The probabilist Krzysztof Burdzy, in his 2009 book The Search for Certainty: On the Clash of Science and Philosophy of Probability (which was just as provocative3 as De Finetti’s) argued that, while any use of probability calculus is allowed internally subject to Kolmogorov’s axioms, the only external output of a probabilistic theory should be a statement of the form “the probability of such-and-such an event is zero” or “the probability of such-and-such an event is one.” This, in my view, is close to van Fraassen’s notion of empirical adequacy since we can subject such zero-one statements to empirical verification, assuming that the events they refer to map faithfully to Facet A. And, just like the case with unobservables in van Fraassen’s framework, any consistent use of probabilistic constructs is ok, as long as we refrain from making any truth claims about the events they represent.
So, Ramsey, De Finetti, and Savage were definitely on to something when they refused to treat probabilities as objective features of the world or as logically necessary consequences of fixed beliefs about the world (this was the “logicist” view advocated by John Maynard Keynes and by Rudolf Carnap). However, they also went too far in the subjective direction. Indeed, any probabilistic theory, as a Facet B construct, must be coherent according to Kolmogorov’s axioms; however, we demand that any claims that it makes about Facet A entities have to be empirically verifiable, and thus must be “direct representations of” (i.e., correspond to) observable phenomena. The need to base scientific theories on both coherence and correspondence theories of truth was phrased nicely by Jacob Bronowski in his 1978 book The Origins of Knowledge and Imagination:
[T]he "inferred units," the theoretical concepts of a science, … form the links in the system. I have said of the "grammar of explanation," the axiom system of a science, that it is a truth (in so far as there is truth) which we judge by its coherence; whereas through the "dictionary of translation," which relates abstract theorems to specific problems, we judge that truth by its correspondence. And the fact is that once you think of science as that kind of language, then the usual dilemma of philosophy—the coherence theory of truth versus the correspondence theory of truth—disappears. Why? Because you cannot make a theory of scientific explanation which does not involve both, if you believe the universe to be totally connected. And if you believe that, then you have a very good reason for preferring one axiomatic system to another: namely, that it is more richly connected.

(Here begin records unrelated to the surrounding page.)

//! Operands of mixed dual/constant arithmetic.
//!
//! Every binary operation first turns its right-hand side into an
//! [`Operand`], then coerces it to a [`Dual`] whose derivative shape matches
//! the left-hand side. A constant has zero sensitivity, so it becomes a Dual
//! with the zero derivative of that shape.

use super::derivative::Derivative;
use super::dual::Dual;

/// Either a plain number or a dual number.
///
/// # Examples
///
/// ```rust
/// use dual_core::types::{Derivative, Dual, Operand};
/// use ndarray::array;
///
/// let like = Derivative::from(array![1.0, 0.0]);
/// let promoted = Operand::from(3.0).into_dual(&like);
///
/// assert_eq!(promoted.value(), 3.0);
/// assert_eq!(promoted.derivative(), &Derivative::from(array![0.0, 0.0]));
/// ```
#[derive(Clone, Debug, PartialEq)]
pub enum Operand {
    /// Plain number with no derivative
    Constant(f64),
    /// Value carrying derivative information
    Dual(Dual),
}

impl Operand {
    /// Coerces the operand to a Dual.
    ///
    /// Constants take the zero derivative of `like`'s shape; Duals pass
    /// through unchanged.
    pub fn into_dual(self, like: &Derivative) -> Dual {
        match self {
            Operand::Constant(c) => Dual::new(c, like.zeros_like()),
            Operand::Dual(d) => d,
        }
    }

    /// Returns the primal value of either variant.
    #[inline]
    pub fn value(&self) -> f64 {
        match self {
            Operand::Constant(c) => *c,
            Operand::Dual(d) => d.value(),
        }
    }

    /// Returns `true` for plain numbers.
    #[inline]
    pub fn is_constant(&self) -> bool {
        matches!(self, Operand::Constant(_))
    }

    /// Returns the Dual, or `None` for a constant.
    #[inline]
    pub fn as_dual(&self) -> Option<&Dual> {
        match self {
            Operand::Constant(_) => None,
            Operand::Dual(d) => Some(d),
        }
    }
}

impl From<f64> for Operand {
    fn from(c: f64) -> Self {
        Operand::Constant(c)
    }
}

impl From<Dual> for Operand {
    fn from(d: Dual) -> Self {
        Operand::Dual(d)
    }
}

impl From<&Dual> for Operand {
    fn from(d: &Dual) -> Self {
        Operand::Dual(d.clone())
    }
}

#[cfg(test)]
mod tests {
    use super::*;
    use ndarray::array;

    #[test]
    fn test_constant_promotes_to_scalar_zero() {
        let d = Operand::from(5.0).into_dual(&Derivative::from(1.0));
        assert_eq!(d, Dual::new(5.0, 0.0));
    }

    #[test]
    fn test_constant_promotes_to_zero_vector() {
        let like = Derivative::from(array![1.0, 0.0, 0.0]);
        let d = Operand::from(2.0).into_dual(&like);
        assert_eq!(d, Dual::new(2.0, array![0.0, 0.0, 0.0]));
    }

    #[test]
    fn test_dual_passes_through() {
        let x = Dual::new(1.5, array![2.0, 3.0]);
        let d = Operand::from(&x).into_dual(&Derivative::from(0.0));
        assert_eq!(d, x);
    }

    #[test]
    fn test_accessors() {
        let c = Operand::from(4.0);
        assert!(c.is_constant());
        assert_eq!(c.value(), 4.0);
        assert!(c.as_dual().is_none());

        let x = Operand::from(Dual::variable(2.0));
        assert!(!x.is_constant());
        assert_eq!(x.value(), 2.0);
        assert_eq!(x.as_dual(), Some(&Dual::variable(2.0)));
    }
}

And, as far as correspondence goes, I am in full agreement with Burdzy when he says that
the role of the probability theory is to identify events of probability 0 or 1 because these are the only probability values which can be verified or falsified by observations. In other words, knowing some probabilities between 0 and 1 has some value only to the extent that such probabilities can be used as input in calculations leading to the identification of events of probability 0 or 1.
Quantum mechanics does not contradict this: Its substantive content is about deterministic evolution of the wavefunction according to Schrödinger’s equation. The probabilistic interpretation of the wavefunction à la Born, and the associated notion of collapse, is an interface between the quantum and the classical descriptions of the world, and not a core postulate of quantum mechanics.

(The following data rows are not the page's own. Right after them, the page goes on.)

//! Integration tests for module exports.
//!
//! Verifies that all public modules and types are reachable through their
//! absolute paths as well as through the crate-root re-exports.

/// Types are accessible via `types`.
#[test]
fn test_types_module_exports() {
    use dual_core::types::derivative::conformable;
    use dual_core::types::dual::Dual;
    use dual_core::types::error::{DerivativeShape, DualError};
    use dual_core::types::operand::Operand;
    use dual_core::types::Derivative;

    let x = Dual::new(1.0, 2.0);
    assert_eq!(x.shape(), DerivativeShape::Scalar);
    assert!(conformable(x.derivative(), &Derivative::Scalar(0.0)));
    assert!(Operand::from(1.0).is_constant());
    let _ = DualError::EmptyJacobian;
}

/// Multivariate helpers are accessible via `multivar`.
#[test]
fn test_multivar_module_exports() {
    use dual_core::multivar::jacobian::MultiVar;
    use dual_core::multivar::vars::make_vars;

    let vars = make_vars(&[1.0], None).unwrap();
    let f: MultiVar = vars.into_iter().collect();
    assert_eq!(f.len(), 1);
}

/// Elementary functions are accessible via `math`.
#[test]
fn test_math_module_exports() {
    use dual_core::math::elementary::{cos, exp, log, sin, sqrt, tan, Elementary};
    use dual_core::math::exp as reexported_exp;

    let _ = (sin(0.0), cos(0.0), tan(0.0), sqrt(1.0), log(1.0), exp(0.0));
    assert_eq!(reexported_exp(0.0), 1.0);
    assert_eq!(Elementary::exp(0.0_f64), 1.0);
}

/// Crate-root re-exports cover the common surface.
#[test]
fn test_root_reexports() {
    use dual_core::{
        conformable, cos, exp, log, make_vars, sin, sqrt, tan, Derivative, DerivativeShape, Dual,
        DualError, Elementary, MultiVar, Operand, Pow, Result,
    };

    fn checked(x: &Dual) -> Result<Dual> {
        x.try_mul(2.0)
    }

    let x = Dual::variable(1.0);
    assert_eq!(checked(&x).unwrap(), Dual::new(2.0, 2.0));
    assert_eq!(x.clone().pow(1.0), x);
    assert!(conformable(&Derivative::Scalar(1.0), x.derivative()));
    assert_eq!(x.shape(), DerivativeShape::Scalar);
    assert!(make_vars(&[1.0], Some(&[])).is_err());
    assert!(MultiVar::default().jacobian().is_err());
    assert!(!Operand::from(&x).is_constant());
    let _ = (sin(&x), cos(&x), tan(&x), sqrt(&x), log(&x), exp(&x), x.clone().exp());
    let _: Option<DualError> = None;
}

De Finetti introduced the notion of coherence of a system of bets, or subjective probability assessments, although he famously insisted on allowing only finite additivity in contrast to Kolmogorov’s axioms that admit countably (or sigma-) additive measures. Chapters 1-2 and Appendix A in the PhD thesis of Peter B. Jones contain an interesting discussion of coherence in the works of Ramsey, De Finetti, and Savage.
It certainly ruffled some Bayesian feathers.
this was great :)
"role of the probability theory is to identify events of probability 0 or 1"
IOW: Everything comes down to the Borel-Cantelli lemmas* ... when the aggregated randomness yields certainty in either direction.
*and other results with a family resemblance to B-C